Exercise directions:
Transcribe the data below in full, exactly.
::: Provided entries :::
//! # Variable Substitution
//!
//! Overrides are `{Key, Value}` pairs applied to a template's properties in
//! order, each with upsert semantics. The compiler appends the computed
//! `modules` entry after the vars-file entries, so the module list always
//! reflects what is actually compiled, whatever the vars file says.

use appc_core::{Atom, PropertySet, Term};

use crate::error::{AppError, AppResult};
use crate::loader;
use crate::state::BuildState;

/// Ordered override pairs.
pub type Vars = Vec<(Atom, Term)>;

/// Read the configured vars file. No file configured means no overrides.
pub fn load_vars(state: &BuildState) -> AppResult<Vars> {
    let Some(path) = state.app_vars_file() else {
        tracing::debug!("no app_vars_file configured");
        return Ok(Vars::new());
    };
    tracing::info!(file = %path.display(), "loading app vars");

    loader::consult(path)?
        .into_iter()
        .enumerate()
        .map(|(index, term)| match term.as_tuple() {
            Some([Term::Atom(key), value]) => Ok((key.clone(), value.clone())),
            _ => Err(AppError::read(
                path,
                format!("entry {} is not a {{Key, Value}} tuple: {term}", index + 1),
            )),
        })
        .collect()
}

/// Apply `vars` to `properties` in order.
pub fn apply_vars(vars: Vars, mut properties: PropertySet) -> PropertySet {
    for (key, value) in vars {
        properties.upsert(key, value);
    }
    properties
}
:::
Your solution:
//! # Variable Substitution
//!
//! Overrides are `{Key, Value}` pairs applied to a template's properties in
//! order, each with upsert semantics. The compiler appends the computed
//! `modules` entry after the vars-file entries, so the module list always
//! reflects what is actually compiled, whatever the vars file says.

use appc_core::{Atom, PropertySet, Term};

use crate::error::{AppError, AppResult};
use crate::loader;
use crate::state::BuildState;

/// Ordered override pairs.
pub type Vars = Vec<(Atom, Term)>;

/// Read the configured vars file. No file configured means no overrides.
pub fn load_vars(state: &BuildState) -> AppResult<Vars> {
    let Some(path) = state.app_vars_file() else {
        tracing::debug!("no app_vars_file configured");
        return Ok(Vars::new());
    };
    tracing::info!(file = %path.display(), "loading app vars");

    loader::consult(path)?
        .into_iter()
        .enumerate()
        .map(|(index, term)| match term.as_tuple() {
            Some([Term::Atom(key), value]) => Ok((key.clone(), value.clone())),
            _ => Err(AppError::read(
                path,
                format!("entry {} is not a {{Key, Value}} tuple: {term}", index + 1),
            )),
        })
        .collect()
}

/// Apply `vars` to `properties` in order.
pub fn apply_vars(vars: Vars, mut properties: PropertySet) -> PropertySet {
    for (key, value) in vars {
        properties.upsert(key, value);
    }
    properties
}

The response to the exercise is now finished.